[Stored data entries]

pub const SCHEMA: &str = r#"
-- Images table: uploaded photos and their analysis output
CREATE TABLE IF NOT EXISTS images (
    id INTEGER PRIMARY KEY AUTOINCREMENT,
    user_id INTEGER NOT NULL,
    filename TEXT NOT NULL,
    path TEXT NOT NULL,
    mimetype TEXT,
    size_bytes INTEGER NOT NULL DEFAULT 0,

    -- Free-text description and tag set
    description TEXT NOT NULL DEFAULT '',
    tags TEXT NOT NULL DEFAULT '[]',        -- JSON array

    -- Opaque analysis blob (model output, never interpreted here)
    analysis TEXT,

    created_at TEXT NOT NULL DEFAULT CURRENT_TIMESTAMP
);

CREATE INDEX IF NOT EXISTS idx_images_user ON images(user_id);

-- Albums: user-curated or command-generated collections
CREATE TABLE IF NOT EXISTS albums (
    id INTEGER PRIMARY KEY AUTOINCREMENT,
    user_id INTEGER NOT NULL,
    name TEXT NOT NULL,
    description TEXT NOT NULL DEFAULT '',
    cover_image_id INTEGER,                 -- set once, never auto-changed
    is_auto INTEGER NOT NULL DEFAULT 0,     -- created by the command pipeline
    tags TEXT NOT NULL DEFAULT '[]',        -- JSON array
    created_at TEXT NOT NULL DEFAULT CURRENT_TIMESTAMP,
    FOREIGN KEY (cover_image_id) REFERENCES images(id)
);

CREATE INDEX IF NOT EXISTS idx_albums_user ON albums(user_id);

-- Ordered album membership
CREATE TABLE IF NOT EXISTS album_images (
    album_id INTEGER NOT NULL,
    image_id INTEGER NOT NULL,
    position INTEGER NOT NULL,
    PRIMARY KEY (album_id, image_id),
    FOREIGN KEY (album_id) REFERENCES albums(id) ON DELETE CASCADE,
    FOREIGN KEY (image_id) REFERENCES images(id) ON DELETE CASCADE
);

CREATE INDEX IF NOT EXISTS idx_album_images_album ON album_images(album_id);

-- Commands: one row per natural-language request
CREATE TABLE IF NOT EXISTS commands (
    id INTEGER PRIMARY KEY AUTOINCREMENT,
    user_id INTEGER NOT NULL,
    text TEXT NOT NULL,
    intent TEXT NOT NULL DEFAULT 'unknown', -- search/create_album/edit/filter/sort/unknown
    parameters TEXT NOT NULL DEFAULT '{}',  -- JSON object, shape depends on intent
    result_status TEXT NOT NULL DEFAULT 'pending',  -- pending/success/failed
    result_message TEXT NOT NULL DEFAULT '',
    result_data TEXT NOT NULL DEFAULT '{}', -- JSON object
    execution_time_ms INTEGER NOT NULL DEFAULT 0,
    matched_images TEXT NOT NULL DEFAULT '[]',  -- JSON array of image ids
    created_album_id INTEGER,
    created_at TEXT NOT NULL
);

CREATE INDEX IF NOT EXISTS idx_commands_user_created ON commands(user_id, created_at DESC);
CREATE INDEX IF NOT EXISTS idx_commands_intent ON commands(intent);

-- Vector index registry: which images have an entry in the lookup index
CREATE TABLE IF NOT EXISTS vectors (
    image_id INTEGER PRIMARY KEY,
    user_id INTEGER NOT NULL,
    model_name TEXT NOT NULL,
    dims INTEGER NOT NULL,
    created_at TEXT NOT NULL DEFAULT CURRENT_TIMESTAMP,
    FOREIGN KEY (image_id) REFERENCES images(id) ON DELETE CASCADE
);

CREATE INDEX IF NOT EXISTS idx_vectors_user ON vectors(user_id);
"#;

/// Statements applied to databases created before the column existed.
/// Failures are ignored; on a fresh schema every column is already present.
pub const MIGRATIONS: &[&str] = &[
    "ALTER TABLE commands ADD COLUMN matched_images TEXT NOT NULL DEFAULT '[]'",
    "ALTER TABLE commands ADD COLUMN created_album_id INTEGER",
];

--- Problem details ---
Each entry must be retyped exactly as it was written above.

--- Solution for this task ---
pub const SCHEMA: &str = r#"
-- Images table: uploaded photos and their analysis output
CREATE TABLE IF NOT EXISTS images (
    id INTEGER PRIMARY KEY AUTOINCREMENT,
    user_id INTEGER NOT NULL,
    filename TEXT NOT NULL,
    path TEXT NOT NULL,
    mimetype TEXT,
    size_bytes INTEGER NOT NULL DEFAULT 0,

    -- Free-text description and tag set
    description TEXT NOT NULL DEFAULT '',
    tags TEXT NOT NULL DEFAULT '[]',        -- JSON array

    -- Opaque analysis blob (model output, never interpreted here)
    analysis TEXT,

    created_at TEXT NOT NULL DEFAULT CURRENT_TIMESTAMP
);

CREATE INDEX IF NOT EXISTS idx_images_user ON images(user_id);

-- Albums: user-curated or command-generated collections
CREATE TABLE IF NOT EXISTS albums (
    id INTEGER PRIMARY KEY AUTOINCREMENT,
    user_id INTEGER NOT NULL,
    name TEXT NOT NULL,
    description TEXT NOT NULL DEFAULT '',
    cover_image_id INTEGER,                 -- set once, never auto-changed
    is_auto INTEGER NOT NULL DEFAULT 0,     -- created by the command pipeline
    tags TEXT NOT NULL DEFAULT '[]',        -- JSON array
    created_at TEXT NOT NULL DEFAULT CURRENT_TIMESTAMP,
    FOREIGN KEY (cover_image_id) REFERENCES images(id)
);

CREATE INDEX IF NOT EXISTS idx_albums_user ON albums(user_id);

-- Ordered album membership
CREATE TABLE IF NOT EXISTS album_images (
    album_id INTEGER NOT NULL,
    image_id INTEGER NOT NULL,
    position INTEGER NOT NULL,
    PRIMARY KEY (album_id, image_id),
    FOREIGN KEY (album_id) REFERENCES albums(id) ON DELETE CASCADE,
    FOREIGN KEY (image_id) REFERENCES images(id) ON DELETE CASCADE
);

CREATE INDEX IF NOT EXISTS idx_album_images_album ON album_images(album_id);

-- Commands: one row per natural-language request
CREATE TABLE IF NOT EXISTS commands (
    id INTEGER PRIMARY KEY AUTOINCREMENT,
    user_id INTEGER NOT NULL,
    text TEXT NOT NULL,
    intent TEXT NOT NULL DEFAULT 'unknown', -- search/create_album/edit/filter/sort/unknown
    parameters TEXT NOT NULL DEFAULT '{}',  -- JSON object, shape depends on intent
    result_status TEXT NOT NULL DEFAULT 'pending',  -- pending/success/failed
    result_message TEXT NOT NULL DEFAULT '',
    result_data TEXT NOT NULL DEFAULT '{}', -- JSON object
    execution_time_ms INTEGER NOT NULL DEFAULT 0,
    matched_images TEXT NOT NULL DEFAULT '[]',  -- JSON array of image ids
    created_album_id INTEGER,
    created_at TEXT NOT NULL
);

CREATE INDEX IF NOT EXISTS idx_commands_user_created ON commands(user_id, created_at DESC);
CREATE INDEX IF NOT EXISTS idx_commands_intent ON commands(intent);

-- Vector index registry: which images have an entry in the lookup index
CREATE TABLE IF NOT EXISTS vectors (
    image_id INTEGER PRIMARY KEY,
    user_id INTEGER NOT NULL,
    model_name TEXT NOT NULL,
    dims INTEGER NOT NULL,
    created_at TEXT NOT NULL DEFAULT CURRENT_TIMESTAMP,
    FOREIGN KEY (image_id) REFERENCES images(id) ON DELETE CASCADE
);

CREATE INDEX IF NOT EXISTS idx_vectors_user ON vectors(user_id);
"#;

/// Statements applied to databases created before the column existed.
/// Failures are ignored; on a fresh schema every column is already present.
pub const MIGRATIONS: &[&str] = &[
    "ALTER TABLE commands ADD COLUMN matched_images TEXT NOT NULL DEFAULT '[]'",
    "ALTER TABLE commands ADD COLUMN created_album_id INTEGER",
];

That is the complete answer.